NTT東日本は11月14日、中小企業を対象にした工場向けのIoTパッケージを11月21日から提供すると発表した。価格は初期費用が132万円、月額使用料が29,900円(いずれも税別で工事費、回線使用料、プロバイダ料は別途)。
工場向けIoTパッケージは、工場に設置されている製造機器の異常を検知するためのもので、パトライトの信号と監視カメラによって検知する。パッケージは、センサー装置やネットワークカメラなどのIoTデバイスと、データ可視化用のIoTクラウド、IoTセキュリティ、IoTゲートウェイであるWi-Fiに加え、それらの運用サポートをセットにしたもの。
パトライトは、機器に取り付けられている信号灯や回転灯で、機器の状態を赤、黄色、緑等のランプで知らせる。通常は人の目で確認するが、パッケージでは、この信号をWi-Fiを通してクラウドにアップすることで、担当者に異常をメールで知らせる。機器には、ずっと人が張り付いているわけではなく、プログラムで自動化しているケースもある。それを定期的に巡回することで異常を確認するが、すべての事象に即座に対応することは難しい。今回のパッケージは、機器の状態をメールで担当者に通知できるようにすることで、異常に対して迅速に対応することを可能にする。
一方の監視カメラは、ドライブレコーダーのように、機器の異常が発生した時点の前後5分間を常時記録し、異常時の原因究明に役立てることができる。
今回のパッケージは、パトライトとの協業により提供され、機器からパトライトへの信号を無線で飛ばすという方法を採用することで低価格を実現した。パトライトは、国内の信号灯の70%のシェアをもつという。
まず、パトライトの先端に取り付けられたセンサーにより、パトライトに送られた信号を「AirGRID」という通信方式で、工場内に設置したIoTゲートウェイに収集。これをWi-Fiアクセスポイントでクラウドにアップする。IoTゲートウェイには30の機器からのデータを収集できるという。
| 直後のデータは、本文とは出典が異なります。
//! Shader module creation from SPIR-V bytes.
//!
//! Loading the `.spv` files is the host's job; the device only ever sees the
//! bytes carried in a [`PipelineDesc`](crate::PipelineDesc).

use std::ffi::CStr;
use std::sync::Arc;

use ash::vk;
use tracing::debug;

use super::device::Device;
use crate::error::{RhiError, RhiResult};

/// Entry point every material shader is compiled with.
pub const SHADER_ENTRY_POINT: &CStr = c"main";

/// Shader module for a single pipeline stage. Destroyed on drop, which is
/// safe as soon as the pipeline using it has been created.
pub struct Shader {
    device: Arc<Device>,
    module: vk::ShaderModule,
    stage: vk::ShaderStageFlags,
}

impl Shader {
    /// Creates a shader module from SPIR-V bytes.
    ///
    /// # Errors
    ///
    /// Returns [`RhiError::Shader`] for empty or misaligned code, or a Vulkan
    /// error if module creation fails.
    pub fn from_spirv_bytes(
        device: Arc<Device>,
        bytes: &[u8],
        stage: vk::ShaderStageFlags,
    ) -> RhiResult<Self> {
        let code = spirv_words(bytes)?;
        let create_info = vk::ShaderModuleCreateInfo::default().code(&code);
        let module = unsafe { device.handle().create_shader_module(&create_info, None)? };

        debug!("Created {:?} shader module ({} words)", stage, code.len());
        Ok(Self {
            device,
            module,
            stage,
        })
    }

    #[inline]
    pub fn handle(&self) -> vk::ShaderModule {
        self.module
    }

    /// Stage create info borrowing this module.
    pub fn stage_create_info(&self) -> vk::PipelineShaderStageCreateInfo<'_> {
        vk::PipelineShaderStageCreateInfo::default()
            .stage(self.stage)
            .module(self.module)
            .name(SHADER_ENTRY_POINT)
    }
}

impl Drop for Shader {
    fn drop(&mut self) {
        unsafe {
            self.device
                .handle()
                .destroy_shader_module(self.module, None);
        }
    }
}

/// Decodes little-endian SPIR-V bytes into code words.
///
/// # Errors
///
/// Returns [`RhiError::Shader`] if `bytes` is empty or not a multiple of 4.
pub fn spirv_words(bytes: &[u8]) -> RhiResult<Vec<u32>> {
    if bytes.is_empty() {
        return Err(RhiError::Shader("SPIR-V code is empty".to_string()));
    }
    if !bytes.len().is_multiple_of(4) {
        return Err(RhiError::Shader(format!(
            "SPIR-V code must be 4-byte aligned, got {} bytes",
            bytes.len()
        )));
    }

    Ok(bytes
        .chunks_exact(4)
        .map(|chunk| u32::from_le_bytes([chunk[0], chunk[1], chunk[2], chunk[3]]))
        .collect())
}

#[cfg(test)]
mod tests {
    use super::*;

    #[test]
    fn test_spirv_words_little_endian() {
        let words = spirv_words(&[0x03, 0x02, 0x23, 0x07, 1, 0, 0, 0]).unwrap();
        assert_eq!(words, vec![0x0723_0203, 1]);
    }

    #[test]
    fn test_spirv_words_rejects_misaligned() {
        assert!(matches!(spirv_words(&[0; 5]), Err(RhiError::Shader(_))));
    }

    #[test]
    fn test_spirv_words_rejects_empty() {
        assert!(matches!(spirv_words(&[]), Err(RhiError::Shader(_))));
    }
}
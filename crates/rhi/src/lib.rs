//! GPU capability layer (Render Hardware Interface).
//!
//! [`GpuDevice`] is the only surface the scene layer sees. Two backends
//! implement it:
//! - [`vulkan::VulkanDevice`]: Vulkan 1.3 through `ash` and `gpu-allocator`,
//!   with dynamic rendering and a WSI [`vulkan::Swapchain`]
//! - [`headless::HeadlessDevice`]: CPU stand-in recording every submission,
//!   used by tests
//!
//! Vulkan enums and flags are re-exported as [`vk`] and used as the shared
//! vocabulary of both backends.

mod backend;
mod error;
mod vertex;

pub mod headless;
pub mod vulkan;

pub use backend::{
    BufferDesc, BufferUsage, GpuBuffer, GpuDevice, GpuFence, GpuImage, ImageDesc, ImageUsage,
    PipelineDesc, TRANSFORM_PUSH_CONSTANT_SIZE, TargetFormats, full_subresource_range,
};
pub use error::{RhiError, RhiResult};
pub use vertex::Vertex;

pub use ash::vk;
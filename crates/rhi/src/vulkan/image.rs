//! Offscreen images used as render targets.
//!
//! The scene is rendered into a device-local color image plus a depth image
//! and then blitted to the presentable image, so neither target depends on the
//! swapchain format or size.

use std::sync::Arc;

use ash::vk;
use gpu_allocator::MemoryLocation;
use gpu_allocator::vulkan::{Allocation, AllocationCreateDesc, AllocationScheme};
use tracing::debug;

use super::device::Device;
use crate::backend::{GpuImage, ImageDesc, ImageUsage, full_subresource_range};
use crate::error::{RhiError, RhiResult};

/// Device-local 2D image with a single view.
pub struct Image {
    device: Arc<Device>,
    image: vk::Image,
    view: vk::ImageView,
    allocation: Option<Allocation>,
    extent: vk::Extent2D,
    format: vk::Format,
    usage: ImageUsage,
}

impl Image {
    /// Creates the image, binds memory and creates its view.
    ///
    /// # Errors
    ///
    /// Returns an error for a zero-sized extent or any Vulkan/allocator failure.
    /// Objects created before the failing step are released.
    pub fn new(device: Arc<Device>, desc: &ImageDesc) -> RhiResult<Self> {
        let extent = desc.extent;
        if extent.width == 0 || extent.height == 0 {
            return Err(RhiError::Image(format!(
                "Image dimensions must be greater than 0, got {}x{}",
                extent.width, extent.height
            )));
        }

        let image_info = vk::ImageCreateInfo::default()
            .image_type(vk::ImageType::TYPE_2D)
            .format(desc.format)
            .extent(vk::Extent3D {
                width: extent.width,
                height: extent.height,
                depth: 1,
            })
            .mip_levels(1)
            .array_layers(1)
            .samples(vk::SampleCountFlags::TYPE_1)
            .tiling(vk::ImageTiling::OPTIMAL)
            .usage(desc.usage.to_vk_usage())
            .sharing_mode(vk::SharingMode::EXCLUSIVE)
            .initial_layout(vk::ImageLayout::UNDEFINED);

        let image = unsafe { device.handle().create_image(&image_info, None)? };

        let mut this = Self {
            device,
            image,
            view: vk::ImageView::null(),
            allocation: None,
            extent,
            format: desc.format,
            usage: desc.usage,
        };

        let requirements = unsafe {
            this.device
                .handle()
                .get_image_memory_requirements(this.image)
        };
        let allocation = this.device.allocator().allocate(&AllocationCreateDesc {
            name: "render target",
            requirements,
            location: MemoryLocation::GpuOnly,
            linear: false,
            allocation_scheme: AllocationScheme::GpuAllocatorManaged,
        })?;
        let bind = unsafe {
            this.device
                .handle()
                .bind_image_memory(this.image, allocation.memory(), allocation.offset())
        };
        this.allocation = Some(allocation);
        bind?;

        let view_info = vk::ImageViewCreateInfo::default()
            .image(this.image)
            .view_type(vk::ImageViewType::TYPE_2D)
            .format(desc.format)
            .subresource_range(full_subresource_range(desc.usage.aspect(desc.format)));
        this.view = unsafe { this.device.handle().create_image_view(&view_info, None)? };

        debug!(
            "Created {:?} image: {}x{} ({:?})",
            desc.usage, extent.width, extent.height, desc.format
        );
        Ok(this)
    }

    #[inline]
    pub fn view(&self) -> vk::ImageView {
        self.view
    }

    #[inline]
    pub fn usage(&self) -> ImageUsage {
        self.usage
    }
}

impl GpuImage for Image {
    fn raw(&self) -> vk::Image {
        self.image
    }

    fn extent(&self) -> vk::Extent2D {
        self.extent
    }

    fn format(&self) -> vk::Format {
        self.format
    }
}

impl Drop for Image {
    fn drop(&mut self) {
        unsafe {
            if self.view != vk::ImageView::null() {
                self.device.handle().destroy_image_view(self.view, None);
            }
        }
        if let Some(allocation) = self.allocation.take()
            && let Err(e) = self.device.allocator().free(allocation)
        {
            tracing::error!("Failed to free image allocation: {:?}", e);
        }
        unsafe {
            self.device.handle().destroy_image(self.image, None);
        }
        debug!("Destroyed {:?} image", self.usage);
    }
}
NTT東日本では、埼玉県のトーメックス/友栄塗装および横浜市の協立金属の3工場で1年間にわたってトライアルを実施。その結果を踏まえ、今回、販売を開始する。
NTT東日本 経営企画部 営業戦略推進室 担当部長 酒井大雅氏は、「中小企業は、従業員の確保と事業継承という課題を抱えており、これをITやIoTで解決していく必要がある。ただ、運用管理のしやすさや保守サポートの問題があり、IT専任者がいないため、効果を出せずに終わるのではないかという懸念があり、導入に至っていない。これに対し、工場の方に使ってもらえるシステムを開発し、1年かけてトライアルし、本当に成果がでるのか、サービスが提供できるのかを検討してきた。今回のパッケージは運用サポートをセットにしているのが大きなポイントで、設定変更、登録、保守等を代行する。このシステムによって、IoTの裾野を広げていきたい」と語った。
実証実験を行ったトーメックス 常務執行役員 浅子英一氏によれば、工場向けIoTパッケージにより、遠隔から異常停止を早期発見でき、巡回がなくなったことで効率化し、機械の稼働率が4%向上し、120万円の利益増につながったという。
工場では現在、少量多品種に対応する必要性があり、指定したプログラム(作業)の終了をいち早く検知し、次の作業の準備をする必要があるが、信号灯によりプログラムの終了も検知可能なため、それを担当者にメールで通知することで、より稼働率を上げることが可能になるという。
今回のシステムはパトライトが取り付けられる機器を対象にするが、NTT東日本では、信号灯がつけられない機器にも別の方法での対応を検討するほか、PoC向けにレンタルキッドも用意しているという。
なお、132万円は1つの機器の監視の値段だが、10個に増やした場合でも初期費用は200万円以内に抑えることが可能だという。